Julia Turk Talks Her Debut Trilogy, Writing Dystopian Novels, and Publishing Deals [EXCLUSIVE AUTHOR INTERVIEW]

Cailey Tin: First and foremost, thank you, Julia, for taking the time to have this interview with me. Having your YA dystopian debut novel Lone Player come out this July 2023 must make you very busy, and we’re so excited about its release! Without further ado, here are 16 burning questions prepared for you–all about the writing process, book recommendations, and getting your debut trilogy through the publishing process. 



What was the core idea that inspired your debut novel, Lone Player? And its name is also super cool, where did you get it from?



J: I found my inspiration for Lone Player when I was about twelve years old. I was scrolling through Pinterest and found a photo of a playing card tattoo that I really liked. It got me thinking–what if everyone had playing card tattoos? What would that society look like? I eventually tied in population control, and after that I developed the system of Running and Chasing.



While this is what inspired the world-building aspects for me, at its core, I suppose the main thing that inspired Lone Player was the concept of a Runner and a Chaser actually knowing each other. I was really interested in this relationship dynamic. I kept thinking, how can you unlearn that kind of hate? Or is there even hate there to begin with? I wondered what would drive a person to Run or Chase in the first place, even if they knew the consequences, which is how I eventually came up with the relationship between Ren and Eddie.



As far as the title goes, it actually took me quite a bit of time to find one that I felt suited the book best. I tested out a lot of different names, but I didn’t come up with Lone Player until I was scrolling through a list of playing card terms, and that one immediately caught my eye. The term refers to an independent card player, essentially, and I thought it really tied into the overall theme of the book.

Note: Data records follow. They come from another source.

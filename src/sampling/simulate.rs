//! sampling::simulate — inverse-transform sampling of the logistic law.
//!
//! Purpose
//! -------
//! Turn a seed and a validated [`Logistic`] instance into a reproducible
//! sample: one fresh Mulberry32 stream, exactly one uniform draw per
//! observation, each clamped away from the unit-interval boundary and
//! mapped through the quantile function.
//!
//! Key behaviors
//! -------------
//! - [`simulate`] re-seeds a fresh generator per call; the same
//!   `(n, parameters, seed)` triple always yields the same sample.
//! - Uniforms are clamped into `[PROB_CLAMP_MIN, PROB_CLAMP_MAX]` before
//!   the quantile map so no draw can produce ±∞.
//!
//! Invariants & assumptions
//! ------------------------
//! - Exactly `n` generator calls per sample, one per observation, in
//!   draw order. Reproducibility across implementations with the same
//!   generator depends on this one-draw-per-observation discipline.
//! - Output order is draw order; no sorting or post-processing.
//!
//! Conventions
//! -----------
//! - `simulate(0, ..)` returns an empty vector; rejecting empty samples
//!   is the consumer's concern (descriptive statistics and the
//!   estimators error loudly on empty input).
//!
//! Downstream usage
//! ----------------
//! - Estimation entry points consume the returned `Vec<f64>` as a plain
//!   slice; the Monte Carlo harness calls [`simulate`] once per trial
//!   with a per-trial seed.
//!
//! Testing notes
//! -------------
//! - Unit tests pin reproducibility (two calls, bit-identical output),
//!   the draw count, and the clamp (no non-finite observations even for
//!   adversarial parameters).
use crate::distribution::Logistic;
use crate::sampling::rng::Mulberry32;

/// Lower clamp applied to uniform draws before the quantile map.
pub const PROB_CLAMP_MIN: f64 = 0.0001;

/// Upper clamp applied to uniform draws before the quantile map.
pub const PROB_CLAMP_MAX: f64 = 0.9999;

/// Draw `n` logistic variates by inverse-transform sampling.
///
/// Parameters
/// ----------
/// - `n`: `usize`
///   Number of observations to draw. `0` yields an empty vector.
/// - `dist`: `&Logistic`
///   Validated distribution parameters (scale > 0 guaranteed by
///   construction).
/// - `seed`: `u32`
///   Seed for the per-call Mulberry32 instance. Identical seeds yield
///   bit-identical samples.
///
/// Returns
/// -------
/// `Vec<f64>`
///   The `n` variates in draw order. Every entry is finite thanks to the
///   boundary clamp on the uniforms.
///
/// Notes
/// -----
/// - The generator is advanced exactly `n` times: one draw per
///   observation, nothing else consumes the stream.
pub fn simulate(n: usize, dist: &Logistic, seed: u32) -> Vec<f64> {
    let mut rng = Mulberry32::new(seed);
    let mut sample = Vec::with_capacity(n);
    for _ in 0..n {
        let u = rng.next_f64().clamp(PROB_CLAMP_MIN, PROB_CLAMP_MAX);
        sample.push(dist.quantile(u));
    }
    sample
}

#[cfg(test)]
mod tests {
    use super::*;

    // -------------------------------------------------------------------------
    // Scope
    // -----
    // These tests cover:
    // - Bit-identical samples for repeated (n, parameters, seed) calls.
    // - The exact length of the returned sample.
    // - Finiteness of every observation (the boundary clamp).
    // - A pinned first observation for seed 42, tying the sampler to the
    //   canonical Mulberry32 stream and the quantile map.
    //
    // They intentionally DO NOT cover:
    // - Distributional goodness-of-fit; the estimation tests assert
    //   parameter recovery on large samples instead.
    // -------------------------------------------------------------------------

    #[test]
    // Purpose
    // -------
    // Verify the reproducibility contract of the sampler.
    //
    // Given
    // -----
    // - Two simulate calls with identical (n = 500, μ = 5, s = 2,
    //   seed = 42).
    //
    // Expect
    // ------
    // - The two samples are bitwise identical, element by element.
    fn simulate_same_inputs_yield_bit_identical_samples() {
        // Arrange
        let dist = Logistic::new(5.0, 2.0).expect("valid parameters");

        // Act
        let a = simulate(500, &dist, 42);
        let b = simulate(500, &dist, 42);

        // Assert
        assert_eq!(a.len(), 500);
        for (i, (x, y)) in a.iter().zip(&b).enumerate() {
            assert!(
                x.to_bits() == y.to_bits(),
                "observation {i} diverged: {x} vs {y}"
            );
        }
    }

    #[test]
    // Purpose
    // -------
    // Pin the first observation for a known seed so the draw-clamp-map
    // pipeline cannot silently change.
    //
    // Given
    // -----
    // - simulate(3, Logistic(5, 2), seed 42).
    //
    // Expect
    // ------
    // - The first observation equals the pinned value
    //   5.8201323971631025 within 1e-12.
    fn simulate_seed_42_first_observation_matches_pinned_value() {
        // Arrange
        let dist = Logistic::new(5.0, 2.0).expect("valid parameters");

        // Act
        let sample = simulate(3, &dist, 42);

        // Assert
        assert!(
            (sample[0] - 5.820_132_397_163_102_5).abs() < 1e-12,
            "unexpected first observation {}",
            sample[0]
        );
    }

    #[test]
    // Purpose
    // -------
    // Ensure the boundary clamp keeps every observation finite and that
    // n = 0 is handled as an empty sample.
    //
    // Given
    // -----
    // - 10_000 draws from a wide distribution, plus a zero-length call.
    //
    // Expect
    // ------
    // - All observations are finite.
    // - simulate(0, ..) returns an empty vector.
    fn simulate_clamped_draws_are_finite_and_zero_length_is_empty() {
        // Arrange
        let dist = Logistic::new(0.0, 10.0).expect("valid parameters");

        // Act
        let sample = simulate(10_000, &dist, 9001);

        // Assert
        assert!(sample.iter().all(|x| x.is_finite()));
        assert!(simulate(0, &dist, 1).is_empty());
    }
}
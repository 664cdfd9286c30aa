//! monte_carlo::harness — repeated estimation and bias/MSE aggregation.
//!
//! Purpose
//! -------
//! Run the sampler and both estimators across independent seeded trials
//! and aggregate how well each estimator recovers the true parameters:
//! per-parameter bias, mean squared error, and sampling standard
//! deviation for Method-of-Moments and Maximum-Likelihood side by side,
//! plus the mean MLE wall-clock time.
//!
//! Key behaviors
//! -------------
//! - Trial i draws its sample with seed `TRIAL_SEED_BASE + i`: the
//!   study is reproducible, and each trial is reproducible in
//!   isolation.
//! - Trials run sequentially; the progress callback fires at trial
//!   boundaries every `progress_every` trials and doubles as the
//!   cooperative cancellation point.
//! - Aggregation is order-independent (sums and means only), so the
//!   results would be unchanged under any trial ordering that keeps the
//!   seed-per-index mapping.
//!
//! Invariants & assumptions
//! ------------------------
//! - `bias = mean(estimates) − true`, `mse = mean((estimate − true)²)`,
//!   `std = √(mse − bias²)` — the spread identity, clamped at zero
//!   against rounding before the square root.
//! - No state is shared between trials: each gets a fresh generator,
//!   sample, and estimate.
//!
//! Conventions
//! -----------
//! - The per-trial estimate vectors are kept on the result so a
//!   front-end can draw the sampling-distribution histograms next to
//!   the aggregate table.
//! - The harness itself does no I/O; progress reporting is the
//!   caller-supplied callback.
//!
//! Downstream usage
//! ----------------
//! - Teaching front-ends run one study per button press and render the
//!   MoM-vs-MLE comparison table from [`MonteCarloRun`]; hosts with a
//!   UI thread call this from a worker and forward progress through a
//!   channel.
//!
//! Testing notes
//! -------------
//! - Unit tests cover determinism, the spread identity, progress
//!   cadence, and cancellation; the integration suite asserts the
//!   consistency property (bias and MSE shrink as the per-trial sample
//!   size grows).
use crate::estimation::mle::estimate_mle;
use crate::estimation::moments::estimate_mom;
use crate::monte_carlo::config::{
    MonteCarloConfig, MonteCarloProgress, MonteCarloSignal, TRIAL_SEED_BASE,
};
use crate::monte_carlo::errors::{McError, McResult};
use crate::sampling::simulate;
use std::time::Duration;

/// Aggregated recovery of one parameter by one method.
///
/// - `mean`: mean of the per-trial estimates.
/// - `bias`: `mean − true value`.
/// - `mse`: mean squared error against the true value.
/// - `std`: sampling standard deviation, `√(mse − bias²)`.
#[derive(Debug, Clone, Copy, PartialEq)]
pub struct ParameterSummary {
    pub mean: f64,
    pub bias: f64,
    pub mse: f64,
    pub std: f64,
}

/// Per-method aggregation plus the raw per-trial estimates.
#[derive(Debug, Clone, PartialEq)]
pub struct MethodSummary {
    pub location: ParameterSummary,
    pub scale: ParameterSummary,
    pub location_estimates: Vec<f64>,
    pub scale_estimates: Vec<f64>,
}

/// Result of one Monte Carlo study.
///
/// - `mom` / `mle`: per-method summaries over the same trials.
/// - `avg_mle_elapsed`: mean MLE wall-clock time per trial (the MoM
///   estimator is closed-form and not worth timing).
#[derive(Debug, Clone, PartialEq)]
pub struct MonteCarloRun {
    pub mom: MethodSummary,
    pub mle: MethodSummary,
    pub avg_mle_elapsed: Duration,
}

fn summarize(estimates: &[f64], true_value: f64) -> ParameterSummary {
    let n = estimates.len() as f64;
    let mean = estimates.iter().sum::<f64>() / n;
    let bias = mean - true_value;
    let mse = estimates.iter().map(|e| (e - true_value).powi(2)).sum::<f64>() / n;
    // mse − bias² is a variance and only dips below zero by rounding.
    let std = (mse - bias * bias).max(0.0).sqrt();
    ParameterSummary { mean, bias, mse, std }
}

/// Run one Monte Carlo study.
///
/// Parameters
/// ----------
/// - `config`: `&MonteCarloConfig`
///   Validated trial count, true parameters, per-trial sample size, and
///   progress cadence.
/// - `on_progress`: `Option<&mut dyn FnMut(MonteCarloProgress) -> MonteCarloSignal>`
///   Optional callback fired after trial i completes whenever
///   `i % progress_every == 0`. Returning
///   [`MonteCarloSignal::Cancel`] stops the study before the next
///   trial.
///
/// Returns
/// -------
/// `McResult<MonteCarloRun>`
///   Aggregated bias/MSE/std per parameter per method, the raw
///   per-trial estimates, and the mean MLE wall-clock time.
///
/// Errors
/// ------
/// - [`McError::Cancelled`] when the callback requests cancellation,
///   with the number of completed trials.
/// - [`McError::Estimation`] if a trial's estimation fails (cannot
///   happen for a validated configuration: simulated samples are
///   non-empty and finite by construction).
///
/// Notes
/// -----
/// - Identical configurations produce identical results; only the
///   elapsed-time field varies between runs.
pub fn run_monte_carlo(
    config: &MonteCarloConfig,
    mut on_progress: Option<&mut dyn FnMut(MonteCarloProgress) -> MonteCarloSignal>,
) -> McResult<MonteCarloRun> {
    let n_sims = config.n_sims;
    let mut mom_location = Vec::with_capacity(n_sims);
    let mut mom_scale = Vec::with_capacity(n_sims);
    let mut mle_location = Vec::with_capacity(n_sims);
    let mut mle_scale = Vec::with_capacity(n_sims);
    let mut total_mle_elapsed = Duration::ZERO;

    for i in 0..n_sims {
        let seed = TRIAL_SEED_BASE.wrapping_add(i as u32);
        let sample = simulate(config.sample_size, &config.distribution, seed);

        let mom = estimate_mom(&sample)?;
        mom_location.push(mom.location);
        mom_scale.push(mom.scale);

        let mle = estimate_mle(&sample, true)?;
        mle_location.push(mle.location);
        mle_scale.push(mle.scale);
        total_mle_elapsed += mle.elapsed;

        if let Some(ref mut callback) = on_progress {
            if i % config.progress_every == 0 {
                let completed = i + 1;
                let progress = MonteCarloProgress {
                    completed,
                    total: n_sims,
                    percent: completed as f64 / n_sims as f64 * 100.0,
                };
                if callback(progress) == MonteCarloSignal::Cancel {
                    return Err(McError::Cancelled { completed });
                }
            }
        }
    }

    let true_location = config.distribution.location();
    let true_scale = config.distribution.scale();

    Ok(MonteCarloRun {
        mom: MethodSummary {
            location: summarize(&mom_location, true_location),
            scale: summarize(&mom_scale, true_scale),
            location_estimates: mom_location,
            scale_estimates: mom_scale,
        },
        mle: MethodSummary {
            location: summarize(&mle_location, true_location),
            scale: summarize(&mle_scale, true_scale),
            location_estimates: mle_location,
            scale_estimates: mle_scale,
        },
        avg_mle_elapsed: total_mle_elapsed / n_sims as u32,
    })
}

What aspect of your books do you treasure the most? Were there any scenes that felt particularly easier or harder to write?

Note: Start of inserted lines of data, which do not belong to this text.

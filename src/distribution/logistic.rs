//! distribution::logistic — validated logistic law and its closed forms.
//!
//! Purpose
//! -------
//! Represent one logistic distribution instance `Logistic(μ, s)` with its
//! parameters validated once at construction, and provide the closed-form
//! density, distribution function, and quantile (inverse CDF) used by the
//! sampler, the likelihood engine, and any front-end that wants to draw
//! fitted curves.
//!
//! Key behaviors
//! -------------
//! - Validate `location` (finite) and `scale` (finite, strictly positive)
//!   in [`Logistic::new`], so every constructed instance is a valid
//!   distribution and the closed forms never see a non-positive scale.
//! - Evaluate `pdf`, `cdf`, and `quantile` in overflow-safe forms: the
//!   density and CDF are computed through `e^{-|z|}` so extreme arguments
//!   underflow to 0 or saturate to 1 instead of producing NaN.
//!
//! Invariants & assumptions
//! ------------------------
//! - `scale > 0` and both parameters are finite for every constructed
//!   value; the type is immutable after construction.
//! - `quantile(p)` is defined for `p ∈ (0, 1)` exclusive and diverges as
//!   `p → 0` or `p → 1`; callers that feed it raw uniforms must clamp
//!   away from the boundary first (the sampler clamps into
//!   `[1e-4, 0.9999]`).
//!
//! Conventions
//! -----------
//! - The standardized argument is `z = (x − μ) / s` throughout.
//! - Mean = median = mode = μ; variance = s²π²/3.
//! - Raw-parameter entry points that must tolerate invalid scales (the
//!   log-likelihood evaluated inside an optimizer loop) live in
//!   `estimation::likelihood` and use sentinel returns instead of this
//!   validated type.
//!
//! Downstream usage
//! ----------------
//! - `sampling::simulate` maps clamped uniforms through [`Logistic::quantile`]
//!   for inverse-transform sampling.
//! - Front-ends evaluate [`Logistic::pdf`] on a grid to overlay fitted
//!   densities on sample histograms.
//!
//! Testing notes
//! -------------
//! - Unit tests cover constructor validation, the `cdf ∘ quantile ≈ id`
//!   round trip, nonnegativity and numeric normalization of the density,
//!   and NaN-free behavior at extreme arguments.
use crate::distribution::errors::{DistError, DistResult};

/// One logistic distribution instance with validated parameters.
///
/// Fields
/// ------
/// - `location`: `f64`
///   Central parameter μ (mean, median, and mode).
/// - `scale`: `f64`
///   Dispersion parameter s; strictly positive. The variance is s²π²/3.
///
/// Invariants
/// ----------
/// - Both fields are finite and `scale > 0`; enforced by [`Logistic::new`]
///   and preserved by immutability.
#[derive(Debug, Clone, Copy, PartialEq)]
pub struct Logistic {
    location: f64,
    scale: f64,
}

impl Logistic {
    /// Construct a validated logistic distribution.
    ///
    /// Parameters
    /// ----------
    /// - `location`: `f64`
    ///   Central parameter μ; must be finite.
    /// - `scale`: `f64`
    ///   Dispersion parameter s; must be finite and strictly positive.
    ///
    /// Returns
    /// -------
    /// `DistResult<Logistic>`
    ///   The validated instance, or a structured error describing which
    ///   parameter was rejected.
    ///
    /// Errors
    /// ------
    /// - `DistError::InvalidLocation` for non-finite `location`.
    /// - `DistError::InvalidScale` for non-finite or non-positive `scale`.
    pub fn new(location: f64, scale: f64) -> DistResult<Self> {
        if !location.is_finite() {
            return Err(DistError::InvalidLocation {
                value: location,
                reason: "Location must be finite.",
            });
        }
        if !scale.is_finite() || scale <= 0.0 {
            return Err(DistError::InvalidScale {
                value: scale,
                reason: "Scale must be finite and strictly positive.",
            });
        }
        Ok(Self { location, scale })
    }

    /// Location parameter μ.
    pub fn location(&self) -> f64 {
        self.location
    }

    /// Scale parameter s.
    pub fn scale(&self) -> f64 {
        self.scale
    }

    /// Density `f(x) = e^{-z} / (s (1 + e^{-z})²)` with `z = (x − μ)/s`.
    ///
    /// Evaluated through `e^{-|z|}` (the density is symmetric in `z`), so
    /// far-tail arguments underflow cleanly to `0.0` instead of producing
    /// `inf / inf = NaN` from the naive form.
    pub fn pdf(&self, x: f64) -> f64 {
        let z = (x - self.location) / self.scale;
        let e = (-z.abs()).exp();
        e / (self.scale * (1.0 + e).powi(2))
    }

    /// Distribution function `F(x) = 1 / (1 + e^{-z})`, strictly
    /// increasing and bounded in (0, 1).
    ///
    /// The branch on the sign of `z` keeps the exponent non-positive so
    /// the tails saturate to 0 or 1 without overflow.
    pub fn cdf(&self, x: f64) -> f64 {
        let z = (x - self.location) / self.scale;
        if z >= 0.0 {
            1.0 / (1.0 + (-z).exp())
        } else {
            let e = z.exp();
            e / (1.0 + e)
        }
    }

    /// Quantile (inverse CDF) `Q(p) = μ + s · ln(p / (1 − p))`.
    ///
    /// Defined for `p ∈ (0, 1)` exclusive; returns −∞/+∞ at the closed
    /// boundary and NaN outside `[0, 1]`. Callers mapping raw uniforms
    /// must clamp `p` away from the boundary first (see
    /// `sampling::simulate`).
    pub fn quantile(&self, p: f64) -> f64 {
        self.location + self.scale * (p / (1.0 - p)).ln()
    }
}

J: The aspect that I treasure the most in Lone Player is probably the relationships between all the characters. I spent a lot of time really diving into sibling bonds, platonic friendships, and romantic interests. I wanted to reflect all sorts of relationship dynamics authentically.



In Ren and Eddie, I wanted to explore the conflict one might feel when they care for someone who may or may not be “good for them,” and the kind of bonds that are created when people go through hard experiences together.



Since I’m really close with my brothers (they’re my best friends), I also really wanted to illustrate strong sibling bonds between Ren and his twin sister Margot, Eddie and her younger brother Milo, and another sibling pair that readers will eventually get to know.



A lot of scenes in Lone Player felt really natural to write. I’ve talked about this before, but I essentially write my first drafts out of order; I’m always writing down scenes that pop into my head, and eventually I put them all in the right place like I’m doing a puzzle. The first ever scene I actually wrote was Ren completing his first assignment as a Chaser. While a lot of details have changed since Draft 1, that one flowed really naturally. All the scenes with Aaron and Eddie felt really easy to write, too.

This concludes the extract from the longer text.